I Was a Dancer - Jacques D'Amboise [157]
In all the years I’d been with NYCB, I had taken leaves of absence to indulge my whims, and later, when I had a family, to make money. I never asked permission, just announced that I would be unavailable at NYCB. I’d done three major Hollywood movies and two Broadway shows (performed in one and choreographed the other), and had been a visiting professor for a decade at the University of California, Santa Barbara. In addition, between NYCB seasons or on days off, I’d assembled trios and chamber groups of the most talented ballerinas to perform with me in concerts and dance demonstrations all over the U.S.15 During the holiday season, I would perform the opening night of Nutcracker with whoever was Mr. B’s favorite ballerina, then take a couple of weeks off to go down and dance with the Ballet de San Juan in Puerto Rico. One year, I took a few months off and toured Europe headlining Ballet West, and then another year, with the North Carolina School of the Arts. Then, when I felt like it, I performed as guest artist with various ballet companies—among them, Joffrey, San Francisco Ballet, Pacific Northwest Ballet, the ballet companies in Vancouver, Munich, and Hamburg—never asking permission. One summer I left the company to go direct and choreograph the musical Roberta for summer stock, then again the next summer to stage Lady in the Dark, and the third year my own production of Peter Pan that toured several cities.
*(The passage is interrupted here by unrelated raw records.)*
//! Orquestación de una sesión de chat.
//!
//! Flujo de mensaje:
//!   1. Se añade el mensaje del usuario.
//!   2. Búsqueda por similitud en la Perk API.
//!   3. Se formatea la respuesta con enlaces de ruta y se añade como mensaje
//!      del asistente.
//!
//! Flujo de solicitud de material: último mensaje del usuario + resultados
//! actuales → Perk API → mensaje de confirmación.

use anyhow::Result;
use chrono::Utc;
use tracing::{info, warn};

use crate::{
    config::ChatSettings,
    formatter::{self, FormattedResponse},
    models::{ChatMessage, MaterialRequest, MessageMetadata, Role, SearchResult},
    perk_client::ChatBackend,
    session::{generate_message_id, generate_session_id},
};

pub const WELCOME_MESSAGE: &str = "Hi! I'm the WBP Chatbot. I can help you search for learning materials or recommend new resources to add to the Web Brain Project. What would you like to explore?";

pub const THANK_YOU_MESSAGE: &str =
    "Thank you for your request! The admin team will review it shortly.";

/// Resultado de enviar un mensaje: la respuesta del asistente y lo que la generó.
#[derive(Debug, Clone)]
pub struct ChatReply {
    pub message: ChatMessage,
    pub formatted: FormattedResponse,
    pub results: Vec<SearchResult>,
}

/// Estado de una conversación. Sólo se modifica a través de sus métodos;
/// los mensajes nunca se editan ni se reordenan.
#[derive(Debug)]
pub struct ChatSession {
    session_id: String,
    settings: ChatSettings,
    messages: Vec<ChatMessage>,
    current_results: Vec<SearchResult>,
    show_results: bool,
    last_error: Option<String>,
}

impl ChatSession {
    pub fn new(settings: ChatSettings) -> Self {
        let session_id = generate_session_id();
        let mut session = Self {
            session_id,
            settings,
            messages: Vec::new(),
            current_results: Vec::new(),
            show_results: false,
            last_error: None,
        };
        session.push_welcome();
        session
    }

    pub fn session_id(&self) -> &str {
        &self.session_id
    }

    pub fn messages(&self) -> &[ChatMessage] {
        &self.messages
    }

    pub fn current_results(&self) -> &[SearchResult] {
        &self.current_results
    }

    pub fn results_visible(&self) -> bool {
        self.show_results
    }

    pub fn last_error(&self) -> Option<&str> {
        self.last_error.as_deref()
    }

    /// Prompt de sistema con las instrucciones personalizadas, si las hay.
    pub fn full_system_prompt(&self) -> String {
        match self.settings.custom_instructions.as_deref() {
            Some(extra) if !extra.is_empty() => format!(
                "{}\n\nAdditional Instructions:\n{}",
                self.settings.system_prompt, extra
            ),
            _ => self.settings.system_prompt.clone(),
        }
    }

    pub fn set_custom_instructions(&mut self, instructions: impl Into<String>) {
        let instructions = instructions.into();
        self.settings.custom_instructions = if instructions.is_empty() {
            None
        } else {
            Some(instructions)
        };
    }

    /// Envía un mensaje del usuario. Devuelve `Ok(None)` si el texto está en blanco.
    pub async fn send_message(
        &mut self,
        backend: &dyn ChatBackend,
        text: &str,
    ) -> Result<Option<ChatReply>> {
        if text.trim().is_empty() {
            return Ok(None);
        }

        let metadata = MessageMetadata {
            session_id: Some(self.session_id.clone()),
            related_node_ids: None,
        };
        self.push(Role::User, text.to_string(), Some(metadata));
        self.last_error = None;

        let results = match backend
            .search_by_similarity(text, self.settings.search_limit)
            .await
        {
            Ok(results) => results,
            Err(e) => {
                warn!("Error procesando el mensaje de la sesión {}: {e}", self.session_id);
                self.last_error = Some(e.to_string());
                return Err(e);
            }
        };

        self.current_results = results.clone();
        self.show_results = true;

        let formatted = formatter::format_results(&results, &self.settings.start_node_id);
        let metadata = MessageMetadata {
            session_id: Some(self.session_id.clone()),
            related_node_ids: Some(results.iter().map(|r| r.node.id.clone()).collect()),
        };
        let message = self.push(Role::Assistant, formatted.body.clone(), Some(metadata));

        Ok(Some(ChatReply {
            message,
            formatted,
            results,
        }))
    }

    /// Envía una solicitud de material con el último mensaje del usuario y los
    /// resultados actuales. La identificación sólo se incluye con consentimiento.
    pub async fn submit_material_request(
        &mut self,
        backend: &dyn ChatBackend,
        consent: bool,
        user_identification: Option<String>,
    ) -> Result<ChatMessage> {
        let request = self.build_material_request(consent, user_identification);

        if let Err(e) = backend.submit_material_request(&request).await {
            warn!("Error enviando la solicitud de material de {}: {e}", self.session_id);
            self.last_error = Some(e.to_string());
            return Err(e);
        }

        info!("Solicitud de material enviada (sesión {}).", self.session_id);
        self.show_results = false;
        self.last_error = None;
        Ok(self.push(Role::Assistant, THANK_YOU_MESSAGE.to_string(), None))
    }

    pub fn build_material_request(
        &self,
        consent: bool,
        user_identification: Option<String>,
    ) -> MaterialRequest {
        let user_intent = self
            .messages
            .iter()
            .rev()
            .find(|m| m.role == Role::User)
            .map(|m| m.content.clone())
            .unwrap_or_default();

        MaterialRequest {
            user_intent,
            suggested_materials: self.current_results.clone(),
            user_identification: if consent { user_identification } else { None },
            session_id: self.session_id.clone(),
            timestamp: Utc::now(),
        }
    }

    /// Vacía la conversación y vuelve a mostrar el saludo.
    pub fn clear(&mut self) {
        self.messages.clear();
        self.current_results.clear();
        self.show_results = false;
        self.last_error = None;
        self.push_welcome();
    }

    fn push_welcome(&mut self) {
        let metadata = MessageMetadata {
            session_id: Some(self.session_id.clone()),
            related_node_ids: None,
        };
        self.push(Role::Assistant, WELCOME_MESSAGE.to_string(), Some(metadata));
    }

    fn push(&mut self, role: Role, content: String, metadata: Option<MessageMetadata>) -> ChatMessage {
        let message = ChatMessage {
            id: generate_message_id(),
            role,
            content,
            timestamp: Utc::now(),
            metadata,
        };
        self.messages.push(message.clone());
        message
    }
}

#[cfg(test)]
mod tests {
    use super::*;
    use std::sync::Mutex;

    use anyhow::anyhow;
    use async_trait::async_trait;
    use tokio_test::{assert_err, assert_ok};

    use crate::models::MaterialRequestAck;

    #[derive(Default)]
    struct MockBackend {
        results: Vec<SearchResult>,
        fail: bool,
        searches: Mutex<Vec<(String, usize)>>,
        requests: Mutex<Vec<MaterialRequest>>,
    }

    #[async_trait]
    impl ChatBackend for MockBackend {
        async fn search_by_similarity(&self, query: &str, limit: usize) -> Result<Vec<SearchResult>> {
            self.searches.lock().unwrap().push((query.to_string(), limit));
            if self.fail {
                return Err(anyhow!("Network Error"));
            }
            Ok(self.results.clone())
        }

        async fn submit_material_request(&self, request: &MaterialRequest) -> Result<MaterialRequestAck> {
            if self.fail {
                return Err(anyhow!("Network Error"));
            }
            self.requests.lock().unwrap().push(request.clone());
            Ok(MaterialRequestAck { success: true })
        }
    }

    fn backend_with_results() -> MockBackend {
        MockBackend {
            results: vec![
                SearchResult::new("X", "JavaScript Basics", 0.95),
                SearchResult::new("Y", "React Fundamentals", 0.87),
            ],
            ..Default::default()
        }
    }

    #[test]
    fn new_session_starts_with_welcome() {
        let session = ChatSession::new(ChatSettings::default());
        assert!(session.session_id().starts_with("session_"));
        assert_eq!(session.messages().len(), 1);
        assert_eq!(session.messages()[0].role, Role::Assistant);
        assert_eq!(session.messages()[0].content, WELCOME_MESSAGE);
    }

    #[tokio::test]
    async fn blank_input_is_ignored() {
        let backend = backend_with_results();
        let mut session = ChatSession::new(ChatSettings::default());
        let reply = assert_ok!(session.send_message(&backend, "   ").await);
        assert!(reply.is_none());
        assert_eq!(session.messages().len(), 1);
        assert!(backend.searches.lock().unwrap().is_empty());
    }

    #[tokio::test]
    async fn message_flow_appends_user_and_assistant() {
        let backend = backend_with_results();
        let mut session = ChatSession::new(ChatSettings::default());

        let reply = assert_ok!(session.send_message(&backend, "javascript").await).unwrap();

        assert_eq!(*backend.searches.lock().unwrap(), vec![("javascript".to_string(), 10)]);
        assert_eq!(session.messages().len(), 3);
        assert_eq!(session.messages()[1].role, Role::User);
        assert_eq!(session.messages()[2], reply.message);
        assert!(reply.message.content.contains("• [JavaScript Basics](/paths/E/X)"));
        assert_eq!(
            reply.message.metadata.as_ref().unwrap().related_node_ids,
            Some(vec!["X".to_string(), "Y".to_string()])
        );
        assert_eq!(session.current_results().len(), 2);
        assert!(session.results_visible());
    }

    #[tokio::test]
    async fn configured_start_node_and_limit_are_used() {
        let backend = backend_with_results();
        let settings = ChatSettings {
            start_node_id: "root skill".to_string(),
            search_limit: 3,
            ..Default::default()
        };
        let mut session = ChatSession::new(settings);
        let reply = session.send_message(&backend, "react").await.unwrap().unwrap();
        assert_eq!(reply.formatted.links[0].link, "/paths/root%20skill/X");
        assert_eq!(backend.searches.lock().unwrap()[0].1, 3);
    }

    #[tokio::test]
    async fn search_failure_records_error_and_keeps_user_message() {
        let backend = MockBackend {
            fail: true,
            ..Default::default()
        };
        let mut session = ChatSession::new(ChatSettings::default());
        assert_err!(session.send_message(&backend, "rust").await);
        assert_eq!(session.messages().len(), 2);
        assert_eq!(session.last_error(), Some("Network Error"));
    }

    #[tokio::test]
    async fn material_request_uses_last_user_message_and_results() {
        let backend = backend_with_results();
        let mut session = ChatSession::new(ChatSettings::default());
        session.send_message(&backend, "first").await.unwrap();
        session.send_message(&backend, "add a React tutorial").await.unwrap();

        let confirmation = assert_ok!(
            session
                .submit_material_request(&backend, true, Some("ana".to_string()))
                .await
        );
        assert_eq!(confirmation.content, THANK_YOU_MESSAGE);
        assert!(!session.results_visible());

        let requests = backend.requests.lock().unwrap();
        assert_eq!(requests[0].user_intent, "add a React tutorial");
        assert_eq!(requests[0].suggested_materials.len(), 2);
        assert_eq!(requests[0].user_identification.as_deref(), Some("ana"));
        assert_eq!(requests[0].session_id, session.session_id());
    }

    #[test]
    fn identification_requires_consent() {
        let session = ChatSession::new(ChatSettings::default());
        let request = session.build_material_request(false, Some("ana".to_string()));
        assert!(request.user_identification.is_none());
        assert_eq!(request.user_intent, "");
    }

    #[tokio::test]
    async fn failed_material_request_appends_nothing() {
        let backend = MockBackend {
            fail: true,
            ..Default::default()
        };
        let mut session = ChatSession::new(ChatSettings::default());
        assert_err!(session.submit_material_request(&backend, false, None).await);
        assert_eq!(session.messages().len(), 1);
        assert!(session.last_error().is_some());
    }

    #[test]
    fn system_prompt_includes_custom_instructions() {
        let mut session = ChatSession::new(ChatSettings {
            system_prompt: "Base".to_string(),
            ..Default::default()
        });
        assert_eq!(session.full_system_prompt(), "Base");
        session.set_custom_instructions("Prefer videos");
        assert_eq!(
            session.full_system_prompt(),
            "Base\n\nAdditional Instructions:\nPrefer videos"
        );
        session.set_custom_instructions("");
        assert_eq!(session.full_system_prompt(), "Base");
    }

    #[tokio::test]
    async fn clear_resets_to_welcome() {
        let backend = backend_with_results();
        let mut session = ChatSession::new(ChatSettings::default());
        session.send_message(&backend, "javascript").await.unwrap();
        session.clear();
        assert_eq!(session.messages().len(), 1);
        assert!(session.current_results().is_empty());
        assert!(!session.results_visible());
    }
}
It was a test to see if I wanted to go into directing. I didn’t—the ballet and Balanchine were my center. But I never told Lincoln or Balanchine that. I just went off and did what I wanted. No wonder Lincoln thought I was a traitor, though I know Balanchine didn’t. Still, I don’t doubt they felt my interest in NYCB was lacking a hundred percent commitment.
A quartet of choreographers: With Jerome Robbins, John Taras, and Balanchine, celebrating the end of the Ravel Festival, May 1975 (image credit 15.1)
Suddenly, Lincoln’s avalanche of words slowed. “Whatever errors I did in the past to you and whatever you have done to me by virtue of lack of communicating, it is over, done with, forgotten.” Lincoln patted me on the back. “I love you and always have.” He spun around, dashed down the nearby stairwell, and left me trembling and wondering if, despite all his distortions, the claim, “This is what George wants!” was true.
Betty Cage told me she had once demanded of Balanchine, “Why do you let Jacques run off and do anything he wants?” and he replied, “Nobody can tell him what to do. He’s just like me.” He didn’t realize his words echoed both Carrie and my mother (the “Nobody can tell him what to do” part).
If they were expecting me to step into more of a leadership role in the company, I was a wild horse. Taking off without thinking of consequences, thoughtless as to who might be affected by my actions, I never considered that Lincoln or Balanchine might feel I was throwing the offer back in their faces.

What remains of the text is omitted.